## Problem to solve
Filter the entries, keeping every line with the word "RawAirport".

**** Records provided

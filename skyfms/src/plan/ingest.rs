//! Flight-plan (OFP) ingestion.
//!
//! The planning service exports a loosely-typed JSON document: numeric
//! fields arrive as strings, optional sections are missing entirely, and
//! list-valued fields collapse to a single object when only one entry
//! exists. Ingestion maps that onto the closed, typed [`FlightPlan`] schema
//! with explicit defaults, so the core never sees a partially-formed value.
//!
//! Parsing is all-or-nothing: a malformed document yields a [`PlanError`]
//! and the previously loaded plan stays untouched.

use chrono::{DateTime, Utc};
use serde::{Deserialize, Deserializer};
use serde_json::Value;
use thiserror::Error;

use super::airport::{AirportInfo, DEFAULT_TRANSITION_FT};
use super::leg::Leg;
use super::{CruiseData, FlightPlan, FuelPlan, PlanWeights};

/// Result type for plan ingestion and acquisition.
pub type PlanResult<T> = Result<T, PlanError>;

/// Errors raised while acquiring or parsing a flight plan.
#[derive(Debug, Error)]
pub enum PlanError {
    /// The OFP document was not valid JSON.
    #[error("failed to parse flight plan: {0}")]
    Parse(#[from] serde_json::Error),

    /// The HTTP request to the planning service failed.
    #[error("plan request failed: {0}")]
    Network(#[from] reqwest::Error),

    /// The planning service answered with a non-success status.
    #[error("plan service returned HTTP {status}")]
    HttpStatus { status: u16 },
}

/// Parse an OFP JSON document into a fully built [`FlightPlan`].
pub fn parse_ofp(json: &str) -> PlanResult<FlightPlan> {
    let raw: RawOfp = serde_json::from_str(json)?;
    Ok(build_plan(raw))
}

// ─────────────────────────────────────────────────────────────────────────────
// Raw document schema (lenient)
// ─────────────────────────────────────────────────────────────────────────────

#[derive(Debug, Default, Deserialize)]
struct RawOfp {
    #[serde(default)]
    origin: RawAirport,
    #[serde(default)]
    destination: RawAirport,
    #[serde(default)]
    general: RawGeneral,
    #[serde(default)]
    navlog: RawNavlog,
    #[serde(default)]
    weights: RawWeights,
    #[serde(default)]
    fuel: RawFuel,
    #[serde(default)]
    weather: RawWeather,
    #[serde(default)]
    times: RawTimes,
}

#[derive(Debug, Default, Deserialize)]
struct RawAirport {
    #[serde(default, deserialize_with = "lenient_string")]
    icao_code: String,
    #[serde(default, deserialize_with = "lenient_f64")]
    elevation: f64,
    #[serde(default, deserialize_with = "lenient_string")]
    plan_rwy: String,
    #[serde(default, deserialize_with = "lenient_f64")]
    trans_alt: f64,
    #[serde(default, deserialize_with = "lenient_f64")]
    trans_level: f64,
    #[serde(default)]
    atis: Value,
    #[serde(default)]
    notam: Value,
}

#[derive(Debug, Default, Deserialize)]
struct RawGeneral {
    #[serde(default, deserialize_with = "lenient_f64")]
    initial_altitude: f64,
    #[serde(default, deserialize_with = "lenient_string")]
    avg_wind_dir: String,
    #[serde(default, deserialize_with = "lenient_string")]
    avg_wind_spd: String,
    #[serde(default, deserialize_with = "lenient_string")]
    avg_temp_dev: String,
}

#[derive(Debug, Default, Deserialize)]
struct RawNavlog {
    #[serde(default, deserialize_with = "one_or_many")]
    fix: Vec<RawFix>,
}

#[derive(Debug, Default, Deserialize)]
struct RawFix {
    #[serde(default, deserialize_with = "lenient_string")]
    ident: String,
    #[serde(default, rename = "type", deserialize_with = "lenient_string")]
    kind: String,
    #[serde(default, deserialize_with = "lenient_f64")]
    pos_lat: f64,
    #[serde(default, deserialize_with = "lenient_f64")]
    pos_long: f64,
    #[serde(default, deserialize_with = "lenient_f64")]
    altitude_feet: f64,
    #[serde(default, deserialize_with = "lenient_f64")]
    ind_airspeed: f64,
    #[serde(default, deserialize_with = "lenient_f64")]
    mach: f64,
    #[serde(default, deserialize_with = "lenient_f64")]
    mora: f64,
    #[serde(default, deserialize_with = "lenient_string")]
    stage: String,
    #[serde(default, deserialize_with = "lenient_string")]
    frequency: String,
}

#[derive(Debug, Default, Deserialize)]
struct RawWeights {
    #[serde(default, deserialize_with = "lenient_f64")]
    est_tow: f64,
    #[serde(default, deserialize_with = "lenient_f64")]
    est_zfw: f64,
    #[serde(default, deserialize_with = "lenient_f64")]
    payload: f64,
    #[serde(default, deserialize_with = "lenient_f64")]
    pax_count: f64,
    #[serde(default, deserialize_with = "lenient_f64")]
    cargo: f64,
}

#[derive(Debug, Default, Deserialize)]
struct RawFuel {
    #[serde(default, deserialize_with = "lenient_f64")]
    plan_ramp: f64,
    #[serde(default, deserialize_with = "lenient_f64")]
    taxi: f64,
    #[serde(default, deserialize_with = "lenient_f64")]
    reserve: f64,
    #[serde(default, deserialize_with = "lenient_f64")]
    plan_landing: f64,
}

#[derive(Debug, Default, Deserialize)]
struct RawWeather {
    #[serde(default, deserialize_with = "lenient_string")]
    dest_metar: String,
}

#[derive(Debug, Default, Deserialize)]
struct RawTimes {
    #[serde(default, deserialize_with = "lenient_f64")]
    sched_out: f64,
}

// ─────────────────────────────────────────────────────────────────────────────
// Lenient field deserializers
// ─────────────────────────────────────────────────────────────────────────────

/// Accept a number, a numeric string, or anything else (yielding 0.0).
fn lenient_f64<'de, D: Deserializer<'de>>(deserializer: D) -> Result<f64, D::Error> {
    let value = Value::deserialize(deserializer)?;
    Ok(value_to_f64(&value))
}

/// Accept a string or a number (rendered as text); anything else is empty.
fn lenient_string<'de, D: Deserializer<'de>>(deserializer: D) -> Result<String, D::Error> {
    let value = Value::deserialize(deserializer)?;
    Ok(match value {
        Value::String(s) => s,
        Value::Number(n) => n.to_string(),
        _ => String::new(),
    })
}

/// Accept either a single object or a list of objects.
fn one_or_many<'de, D, T>(deserializer: D) -> Result<Vec<T>, D::Error>
where
    D: Deserializer<'de>,
    T: serde::de::DeserializeOwned,
{
    let value = Value::deserialize(deserializer)?;
    match value {
        Value::Array(items) => items
            .into_iter()
            .map(|v| serde_json::from_value(v).map_err(serde::de::Error::custom))
            .collect(),
        Value::Null => Ok(Vec::new()),
        single => serde_json::from_value(single)
            .map(|item| vec![item])
            .map_err(serde::de::Error::custom),
    }
}

fn value_to_f64(value: &Value) -> f64 {
    match value {
        Value::Number(n) => n.as_f64().unwrap_or(0.0),
        Value::String(s) => s.trim().parse().unwrap_or(0.0),
        _ => 0.0,
    }
}

// ─────────────────────────────────────────────────────────────────────────────
// Document → FlightPlan
// ─────────────────────────────────────────────────────────────────────────────

fn build_plan(raw: RawOfp) -> FlightPlan {
    let fixes = raw.navlog.fix;

    let origin_mora = fixes.first().map(|f| scale_mora(f.mora)).unwrap_or(0.0);
    let dest_mora = fixes.last().map(|f| scale_mora(f.mora)).unwrap_or(0.0);

    let (origin_atis, origin_atis_letter) = parse_atis(&raw.origin.atis);

    let origin = AirportInfo {
        icao: non_empty(raw.origin.icao_code, "----"),
        elevation_ft: raw.origin.elevation,
        runway: non_empty(raw.origin.plan_rwy, "--"),
        mora_ft: origin_mora,
        transition_alt_ft: transition_or_default(raw.origin.trans_alt),
        transition_level_ft: transition_or_default(raw.origin.trans_level),
        atis: origin_atis,
        atis_letter: origin_atis_letter,
        metar: "NO DATA".to_string(),
        notams: parse_notams(&raw.origin.notam),
    };

    let destination = AirportInfo {
        icao: non_empty(raw.destination.icao_code, "----"),
        elevation_ft: raw.destination.elevation,
        runway: non_empty(raw.destination.plan_rwy, "--"),
        mora_ft: dest_mora,
        transition_alt_ft: transition_or_default(raw.destination.trans_alt),
        transition_level_ft: transition_or_default(raw.destination.trans_level),
        atis: "NO ATIS DATA".to_string(),
        atis_letter: "-".to_string(),
        metar: non_empty(raw.weather.dest_metar, "N/A"),
        notams: parse_notams(&raw.destination.notam),
    };

    let legs = fixes.into_iter().map(leg_from_fix).collect();

    let mut plan = FlightPlan {
        legs,
        origin,
        destination,
        cruise_alt_ft: raw.general.initial_altitude,
        total_dist_static_nm: 0.0,
        weights: PlanWeights {
            tow_kg: raw.weights.est_tow,
            zfw_kg: raw.weights.est_zfw,
            payload_kg: raw.weights.payload,
            pax: raw.weights.pax_count.max(0.0) as u32,
            cargo_kg: raw.weights.cargo,
            block_fuel_kg: raw.fuel.plan_ramp,
        },
        fuel: FuelPlan {
            taxi_kg: raw.fuel.taxi,
            reserve_kg: raw.fuel.reserve,
            plan_landing_kg: raw.fuel.plan_landing,
        },
        cruise: CruiseData {
            avg_wind_dir: non_empty(raw.general.avg_wind_dir, "000"),
            avg_wind_spd: non_empty(raw.general.avg_wind_spd, "00"),
            avg_isa_dev: non_empty(raw.general.avg_temp_dev, "0"),
        },
        sched_out: sched_out_time(raw.times.sched_out),
    };
    plan.stamp_segments();
    plan
}

fn leg_from_fix(fix: RawFix) -> Leg {
    let mut leg = Leg::new(non_empty(fix.ident, "WPT"), fix.pos_lat, fix.pos_long)
        .with_plan_alt(fix.altitude_feet)
        .with_plan_speed_kt(fix.ind_airspeed);
    leg.kind = non_empty(fix.kind, "wpt");
    leg.stage = fix.stage;
    leg.plan_mach = fix.mach;
    leg.msa_ft = fix.mora;
    leg.frequency = if fix.frequency.is_empty() {
        None
    } else {
        Some(fix.frequency)
    };
    leg
}

/// MORA values under 300 are published in hundreds of feet.
fn scale_mora(mora: f64) -> f64 {
    if mora > 0.0 && mora < 300.0 {
        mora * 100.0
    } else {
        mora
    }
}

fn transition_or_default(feet: f64) -> f64 {
    if feet > 0.0 {
        feet
    } else {
        DEFAULT_TRANSITION_FT
    }
}

fn non_empty(value: String, default: &str) -> String {
    if value.trim().is_empty() {
        default.to_string()
    } else {
        value
    }
}

fn sched_out_time(unix_secs: f64) -> Option<DateTime<Utc>> {
    if unix_secs > 0.0 {
        DateTime::<Utc>::from_timestamp(unix_secs as i64, 0)
    } else {
        None
    }
}

/// ATIS arrives as an object with `message` and `letter`, or as junk.
fn parse_atis(value: &Value) -> (String, String) {
    match value {
        Value::Object(map) => {
            let message = map
                .get("message")
                .and_then(Value::as_str)
                .unwrap_or("NO ATIS DATA")
                .replace('\n', " ");
            let letter = map
                .get("letter")
                .and_then(Value::as_str)
                .unwrap_or("N/A")
                .to_string();
            (message, letter)
        }
        _ => ("N/A".to_string(), "-".to_string()),
    }
}

/// NOTAMs arrive as a list of objects, a single object, or plain strings.
fn parse_notams(value: &Value) -> Vec<String> {
    let items: Vec<&Value> = match value {
        Value::Array(list) => list.iter().collect(),
        Value::Null => Vec::new(),
        single => vec![single],
    };

    items
        .into_iter()
        .filter_map(|item| match item {
            Value::Object(map) => {
                let id = map.get("notam_id").and_then(Value::as_str).unwrap_or("??");
                let text = map.get("notam_text").and_then(Value::as_str).unwrap_or("");
                Some(format!("{}: {}", id, text).replace('\n', " "))
            }
            Value::String(s) => Some(s.replace('\n', " ")),
            Value::Null => None,
            other => Some(other.to_string()),
        })
        .collect()
}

********

## Answer
    origin: RawAirport,
    destination: RawAirport,
struct RawAirport {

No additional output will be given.